*About this exercise:*
In the listing below, locate the lines that hold the string "async". Copy those lines.

*Data for review:*
§

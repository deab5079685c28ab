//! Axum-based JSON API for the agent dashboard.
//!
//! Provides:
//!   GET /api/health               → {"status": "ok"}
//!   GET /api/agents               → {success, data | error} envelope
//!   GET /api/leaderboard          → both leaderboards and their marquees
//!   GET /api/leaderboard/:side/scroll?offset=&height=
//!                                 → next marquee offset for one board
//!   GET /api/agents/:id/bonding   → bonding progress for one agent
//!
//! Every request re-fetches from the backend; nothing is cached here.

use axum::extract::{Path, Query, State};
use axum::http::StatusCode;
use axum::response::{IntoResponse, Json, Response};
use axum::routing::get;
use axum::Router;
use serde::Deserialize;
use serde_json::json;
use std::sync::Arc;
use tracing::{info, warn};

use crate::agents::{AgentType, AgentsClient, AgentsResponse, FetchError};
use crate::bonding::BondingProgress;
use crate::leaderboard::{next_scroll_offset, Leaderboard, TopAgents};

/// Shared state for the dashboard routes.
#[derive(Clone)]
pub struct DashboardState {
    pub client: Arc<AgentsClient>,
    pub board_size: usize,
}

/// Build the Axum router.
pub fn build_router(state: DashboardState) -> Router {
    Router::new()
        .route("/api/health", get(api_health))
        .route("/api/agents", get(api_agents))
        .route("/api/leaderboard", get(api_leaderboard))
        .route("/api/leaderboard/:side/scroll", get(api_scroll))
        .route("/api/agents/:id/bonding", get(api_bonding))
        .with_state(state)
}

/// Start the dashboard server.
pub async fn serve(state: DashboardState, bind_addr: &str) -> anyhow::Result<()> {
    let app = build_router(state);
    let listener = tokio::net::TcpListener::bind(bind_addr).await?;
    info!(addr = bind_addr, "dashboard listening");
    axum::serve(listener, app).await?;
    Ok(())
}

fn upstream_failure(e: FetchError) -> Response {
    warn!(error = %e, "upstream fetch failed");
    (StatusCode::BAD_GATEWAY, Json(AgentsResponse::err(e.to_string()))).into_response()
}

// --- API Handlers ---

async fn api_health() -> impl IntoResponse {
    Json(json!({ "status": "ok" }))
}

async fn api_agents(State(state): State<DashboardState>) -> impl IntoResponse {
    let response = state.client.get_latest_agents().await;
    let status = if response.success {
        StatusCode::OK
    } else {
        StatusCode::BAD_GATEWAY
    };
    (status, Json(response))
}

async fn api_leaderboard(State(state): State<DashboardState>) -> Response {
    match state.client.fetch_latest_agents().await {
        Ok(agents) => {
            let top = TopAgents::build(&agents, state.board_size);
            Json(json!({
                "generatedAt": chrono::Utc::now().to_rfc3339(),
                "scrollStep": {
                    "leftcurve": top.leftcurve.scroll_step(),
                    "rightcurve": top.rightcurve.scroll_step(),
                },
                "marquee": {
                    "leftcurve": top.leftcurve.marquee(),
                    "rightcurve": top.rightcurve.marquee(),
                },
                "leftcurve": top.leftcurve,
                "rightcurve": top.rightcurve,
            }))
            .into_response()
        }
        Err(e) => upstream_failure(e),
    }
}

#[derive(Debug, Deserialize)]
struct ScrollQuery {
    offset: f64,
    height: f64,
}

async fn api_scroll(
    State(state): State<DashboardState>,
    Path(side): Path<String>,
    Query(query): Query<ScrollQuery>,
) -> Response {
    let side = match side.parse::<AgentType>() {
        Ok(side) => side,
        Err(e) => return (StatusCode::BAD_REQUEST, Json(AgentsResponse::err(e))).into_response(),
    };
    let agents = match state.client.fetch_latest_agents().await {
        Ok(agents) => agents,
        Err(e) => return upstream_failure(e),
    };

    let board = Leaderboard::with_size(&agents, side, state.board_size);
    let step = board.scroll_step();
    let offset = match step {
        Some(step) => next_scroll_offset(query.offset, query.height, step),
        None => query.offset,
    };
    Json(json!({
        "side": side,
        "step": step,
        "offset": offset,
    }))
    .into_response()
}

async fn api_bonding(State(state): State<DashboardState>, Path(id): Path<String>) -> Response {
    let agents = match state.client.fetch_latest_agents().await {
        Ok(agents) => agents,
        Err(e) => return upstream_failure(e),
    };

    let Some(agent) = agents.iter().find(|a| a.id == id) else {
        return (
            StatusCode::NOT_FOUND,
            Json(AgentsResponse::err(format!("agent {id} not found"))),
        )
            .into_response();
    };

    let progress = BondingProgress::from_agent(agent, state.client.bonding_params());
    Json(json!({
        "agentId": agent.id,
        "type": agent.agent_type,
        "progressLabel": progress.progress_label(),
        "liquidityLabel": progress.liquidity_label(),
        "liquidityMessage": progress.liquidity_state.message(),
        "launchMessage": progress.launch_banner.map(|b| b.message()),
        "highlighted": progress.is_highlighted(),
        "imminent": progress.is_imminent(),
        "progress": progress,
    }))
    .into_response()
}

§

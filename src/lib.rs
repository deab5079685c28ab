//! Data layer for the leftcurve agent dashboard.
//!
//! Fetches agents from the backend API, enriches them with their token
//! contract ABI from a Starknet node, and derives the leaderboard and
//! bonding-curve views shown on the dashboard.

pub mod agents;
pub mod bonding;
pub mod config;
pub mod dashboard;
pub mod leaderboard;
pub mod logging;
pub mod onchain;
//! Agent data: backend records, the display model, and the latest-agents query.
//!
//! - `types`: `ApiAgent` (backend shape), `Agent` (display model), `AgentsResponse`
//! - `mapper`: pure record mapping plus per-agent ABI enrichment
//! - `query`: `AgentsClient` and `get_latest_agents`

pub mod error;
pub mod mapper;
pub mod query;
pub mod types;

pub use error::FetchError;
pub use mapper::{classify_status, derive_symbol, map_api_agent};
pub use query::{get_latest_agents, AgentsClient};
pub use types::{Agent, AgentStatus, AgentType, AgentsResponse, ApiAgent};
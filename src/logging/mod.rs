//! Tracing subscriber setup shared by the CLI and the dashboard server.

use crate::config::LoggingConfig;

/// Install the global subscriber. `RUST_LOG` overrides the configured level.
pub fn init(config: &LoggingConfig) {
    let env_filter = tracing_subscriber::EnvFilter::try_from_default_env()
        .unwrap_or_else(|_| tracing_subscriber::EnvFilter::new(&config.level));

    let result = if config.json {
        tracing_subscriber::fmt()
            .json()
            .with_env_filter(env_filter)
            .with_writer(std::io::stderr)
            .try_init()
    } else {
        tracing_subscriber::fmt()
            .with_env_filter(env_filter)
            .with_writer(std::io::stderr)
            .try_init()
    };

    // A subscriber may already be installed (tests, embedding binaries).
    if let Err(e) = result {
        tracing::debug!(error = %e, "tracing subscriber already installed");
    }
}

§

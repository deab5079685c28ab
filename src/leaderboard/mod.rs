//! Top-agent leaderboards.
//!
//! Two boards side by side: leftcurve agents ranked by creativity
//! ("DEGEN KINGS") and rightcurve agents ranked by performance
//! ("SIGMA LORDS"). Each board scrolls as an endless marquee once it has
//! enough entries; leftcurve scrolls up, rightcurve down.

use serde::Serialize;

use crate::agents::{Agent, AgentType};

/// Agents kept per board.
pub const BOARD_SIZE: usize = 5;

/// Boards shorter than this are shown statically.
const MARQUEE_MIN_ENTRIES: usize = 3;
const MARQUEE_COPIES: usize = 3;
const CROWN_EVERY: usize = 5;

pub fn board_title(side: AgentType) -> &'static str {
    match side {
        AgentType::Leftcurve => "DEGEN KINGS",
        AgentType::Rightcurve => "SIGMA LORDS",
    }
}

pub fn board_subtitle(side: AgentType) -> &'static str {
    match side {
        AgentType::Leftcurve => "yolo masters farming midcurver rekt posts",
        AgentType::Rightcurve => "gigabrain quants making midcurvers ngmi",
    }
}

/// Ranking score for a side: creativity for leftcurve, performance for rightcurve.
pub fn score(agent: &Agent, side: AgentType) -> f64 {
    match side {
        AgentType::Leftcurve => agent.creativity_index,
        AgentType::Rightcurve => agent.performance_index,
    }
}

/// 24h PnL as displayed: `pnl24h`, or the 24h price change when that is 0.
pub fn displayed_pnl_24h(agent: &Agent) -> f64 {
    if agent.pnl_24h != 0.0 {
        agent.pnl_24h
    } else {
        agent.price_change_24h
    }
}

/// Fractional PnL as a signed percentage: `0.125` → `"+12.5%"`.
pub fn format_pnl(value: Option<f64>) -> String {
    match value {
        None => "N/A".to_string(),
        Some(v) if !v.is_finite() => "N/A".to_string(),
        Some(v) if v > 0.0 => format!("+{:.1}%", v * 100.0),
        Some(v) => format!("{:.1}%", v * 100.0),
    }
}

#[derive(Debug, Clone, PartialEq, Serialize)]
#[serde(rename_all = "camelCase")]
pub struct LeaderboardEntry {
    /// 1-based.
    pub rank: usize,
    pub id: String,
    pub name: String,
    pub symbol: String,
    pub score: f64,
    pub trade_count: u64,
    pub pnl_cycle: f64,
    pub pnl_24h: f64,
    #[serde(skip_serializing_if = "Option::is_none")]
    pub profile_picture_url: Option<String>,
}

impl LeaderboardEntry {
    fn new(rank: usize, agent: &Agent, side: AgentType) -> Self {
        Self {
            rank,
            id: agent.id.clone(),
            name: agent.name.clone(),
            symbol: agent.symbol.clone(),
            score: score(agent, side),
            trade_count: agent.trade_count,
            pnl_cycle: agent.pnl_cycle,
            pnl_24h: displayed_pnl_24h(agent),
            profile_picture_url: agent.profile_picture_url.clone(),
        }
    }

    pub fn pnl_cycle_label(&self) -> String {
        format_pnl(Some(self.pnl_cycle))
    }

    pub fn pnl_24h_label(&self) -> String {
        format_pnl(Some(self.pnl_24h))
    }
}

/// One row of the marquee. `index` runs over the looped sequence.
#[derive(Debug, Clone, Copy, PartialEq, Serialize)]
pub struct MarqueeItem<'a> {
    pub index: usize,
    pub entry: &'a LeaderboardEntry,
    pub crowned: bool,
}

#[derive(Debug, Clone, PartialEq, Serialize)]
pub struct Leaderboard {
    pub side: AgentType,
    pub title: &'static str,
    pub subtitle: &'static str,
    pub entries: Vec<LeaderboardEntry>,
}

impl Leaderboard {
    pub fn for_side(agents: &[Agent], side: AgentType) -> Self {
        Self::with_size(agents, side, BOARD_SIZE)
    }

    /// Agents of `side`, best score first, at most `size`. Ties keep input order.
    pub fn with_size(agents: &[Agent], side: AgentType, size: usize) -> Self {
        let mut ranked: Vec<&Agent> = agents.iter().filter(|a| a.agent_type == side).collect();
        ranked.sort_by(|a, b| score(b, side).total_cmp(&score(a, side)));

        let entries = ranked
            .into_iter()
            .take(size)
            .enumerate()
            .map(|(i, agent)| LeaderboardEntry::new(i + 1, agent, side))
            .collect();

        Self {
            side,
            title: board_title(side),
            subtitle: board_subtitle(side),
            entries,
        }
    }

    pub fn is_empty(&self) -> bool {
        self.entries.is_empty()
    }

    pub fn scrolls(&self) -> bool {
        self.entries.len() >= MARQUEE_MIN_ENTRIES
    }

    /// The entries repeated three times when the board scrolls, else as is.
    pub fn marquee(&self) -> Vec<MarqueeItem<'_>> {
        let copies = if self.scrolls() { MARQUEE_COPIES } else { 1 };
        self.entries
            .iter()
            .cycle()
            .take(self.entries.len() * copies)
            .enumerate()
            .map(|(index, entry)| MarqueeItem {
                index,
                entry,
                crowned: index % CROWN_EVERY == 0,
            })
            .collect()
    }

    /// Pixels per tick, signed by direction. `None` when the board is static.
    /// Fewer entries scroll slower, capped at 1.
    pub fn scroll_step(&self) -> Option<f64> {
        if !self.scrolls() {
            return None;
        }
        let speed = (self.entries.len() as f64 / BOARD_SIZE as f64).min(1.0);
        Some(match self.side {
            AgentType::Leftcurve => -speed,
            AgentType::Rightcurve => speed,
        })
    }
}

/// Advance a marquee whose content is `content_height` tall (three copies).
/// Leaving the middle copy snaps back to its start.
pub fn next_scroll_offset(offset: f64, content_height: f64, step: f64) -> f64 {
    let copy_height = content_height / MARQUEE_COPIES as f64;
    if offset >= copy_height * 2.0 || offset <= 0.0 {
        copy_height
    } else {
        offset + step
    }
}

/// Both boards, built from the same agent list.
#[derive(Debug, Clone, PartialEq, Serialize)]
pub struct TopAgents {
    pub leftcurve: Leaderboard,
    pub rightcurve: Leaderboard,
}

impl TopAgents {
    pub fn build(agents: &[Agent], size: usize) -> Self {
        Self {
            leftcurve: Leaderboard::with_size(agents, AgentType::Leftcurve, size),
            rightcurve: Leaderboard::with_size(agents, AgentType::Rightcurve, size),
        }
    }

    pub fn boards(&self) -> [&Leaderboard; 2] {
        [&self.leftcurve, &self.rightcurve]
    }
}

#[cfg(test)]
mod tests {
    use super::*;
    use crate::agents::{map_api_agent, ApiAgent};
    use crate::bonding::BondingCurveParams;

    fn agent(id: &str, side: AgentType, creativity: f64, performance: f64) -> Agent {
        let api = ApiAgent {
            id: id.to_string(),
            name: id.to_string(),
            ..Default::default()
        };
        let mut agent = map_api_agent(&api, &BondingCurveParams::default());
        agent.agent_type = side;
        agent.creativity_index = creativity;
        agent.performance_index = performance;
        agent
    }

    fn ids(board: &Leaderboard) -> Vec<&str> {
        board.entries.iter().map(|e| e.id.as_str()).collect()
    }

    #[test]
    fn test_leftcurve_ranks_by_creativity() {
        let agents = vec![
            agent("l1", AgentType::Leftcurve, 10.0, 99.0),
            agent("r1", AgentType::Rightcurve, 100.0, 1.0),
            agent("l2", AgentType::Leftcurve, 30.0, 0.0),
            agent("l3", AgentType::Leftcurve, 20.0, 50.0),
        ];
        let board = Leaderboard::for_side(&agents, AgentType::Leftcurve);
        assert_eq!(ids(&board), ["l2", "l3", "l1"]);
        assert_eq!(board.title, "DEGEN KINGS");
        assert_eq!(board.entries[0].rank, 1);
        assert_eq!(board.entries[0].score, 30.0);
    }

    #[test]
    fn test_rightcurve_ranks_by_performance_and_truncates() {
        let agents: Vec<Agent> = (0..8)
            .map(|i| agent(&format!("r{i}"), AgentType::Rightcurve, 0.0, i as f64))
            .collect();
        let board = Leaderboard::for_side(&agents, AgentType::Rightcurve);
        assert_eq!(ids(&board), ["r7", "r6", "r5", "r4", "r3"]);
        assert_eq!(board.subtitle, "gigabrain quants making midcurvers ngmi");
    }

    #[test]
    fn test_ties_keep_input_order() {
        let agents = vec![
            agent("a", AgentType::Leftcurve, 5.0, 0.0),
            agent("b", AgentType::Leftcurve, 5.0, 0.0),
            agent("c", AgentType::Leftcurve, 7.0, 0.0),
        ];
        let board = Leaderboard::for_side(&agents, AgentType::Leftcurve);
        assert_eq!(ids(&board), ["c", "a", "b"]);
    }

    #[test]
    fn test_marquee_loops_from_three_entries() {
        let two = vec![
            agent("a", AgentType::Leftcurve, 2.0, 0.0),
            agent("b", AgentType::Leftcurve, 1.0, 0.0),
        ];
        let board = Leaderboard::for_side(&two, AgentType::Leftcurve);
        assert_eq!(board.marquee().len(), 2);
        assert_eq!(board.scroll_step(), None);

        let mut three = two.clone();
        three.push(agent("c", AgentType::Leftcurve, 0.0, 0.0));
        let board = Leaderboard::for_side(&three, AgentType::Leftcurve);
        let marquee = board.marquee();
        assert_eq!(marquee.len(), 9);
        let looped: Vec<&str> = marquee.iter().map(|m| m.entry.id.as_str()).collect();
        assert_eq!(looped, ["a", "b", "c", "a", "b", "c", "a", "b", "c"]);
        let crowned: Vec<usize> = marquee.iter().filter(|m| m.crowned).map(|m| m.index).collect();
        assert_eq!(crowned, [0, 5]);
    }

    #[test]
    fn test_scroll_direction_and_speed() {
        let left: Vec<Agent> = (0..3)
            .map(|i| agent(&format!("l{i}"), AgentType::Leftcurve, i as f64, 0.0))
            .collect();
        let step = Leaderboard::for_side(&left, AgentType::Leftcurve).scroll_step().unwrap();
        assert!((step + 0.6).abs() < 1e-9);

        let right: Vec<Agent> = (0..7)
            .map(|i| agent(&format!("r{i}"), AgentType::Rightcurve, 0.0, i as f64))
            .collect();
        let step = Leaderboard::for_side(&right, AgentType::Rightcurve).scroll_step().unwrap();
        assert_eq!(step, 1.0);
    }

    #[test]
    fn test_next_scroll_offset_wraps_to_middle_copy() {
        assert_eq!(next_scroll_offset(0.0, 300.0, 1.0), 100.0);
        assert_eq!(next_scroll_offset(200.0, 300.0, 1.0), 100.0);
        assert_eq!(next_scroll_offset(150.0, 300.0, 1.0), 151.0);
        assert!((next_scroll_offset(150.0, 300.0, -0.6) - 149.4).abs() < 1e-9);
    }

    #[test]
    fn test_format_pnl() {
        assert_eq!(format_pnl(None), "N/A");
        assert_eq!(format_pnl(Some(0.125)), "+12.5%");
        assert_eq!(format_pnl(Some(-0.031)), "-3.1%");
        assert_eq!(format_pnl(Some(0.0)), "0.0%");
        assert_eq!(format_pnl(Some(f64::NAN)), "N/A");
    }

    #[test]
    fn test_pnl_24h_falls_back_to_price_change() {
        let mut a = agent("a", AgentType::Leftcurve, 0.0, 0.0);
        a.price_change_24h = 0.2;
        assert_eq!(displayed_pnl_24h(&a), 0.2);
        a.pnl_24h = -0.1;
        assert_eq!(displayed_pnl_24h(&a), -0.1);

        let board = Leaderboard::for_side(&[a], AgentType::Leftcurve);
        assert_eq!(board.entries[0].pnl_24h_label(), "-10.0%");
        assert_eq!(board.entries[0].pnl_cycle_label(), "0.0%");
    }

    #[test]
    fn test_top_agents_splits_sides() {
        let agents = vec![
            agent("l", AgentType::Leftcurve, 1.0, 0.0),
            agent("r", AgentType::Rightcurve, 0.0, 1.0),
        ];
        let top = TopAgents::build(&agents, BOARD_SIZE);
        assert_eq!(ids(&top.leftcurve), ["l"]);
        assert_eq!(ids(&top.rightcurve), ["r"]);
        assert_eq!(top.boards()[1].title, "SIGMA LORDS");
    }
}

§

*Result below:*
pub async fn serve(state: DashboardState, bind_addr: &str) -> anyhow::Result<()> {
async fn api_health() -> impl IntoResponse {
async fn api_agents(State(state): State<DashboardState>) -> impl IntoResponse {
async fn api_leaderboard(State(state): State<DashboardState>) -> Response {
async fn api_scroll(
async fn api_bonding(State(state): State<DashboardState>, Path(id): Path<String>) -> Response {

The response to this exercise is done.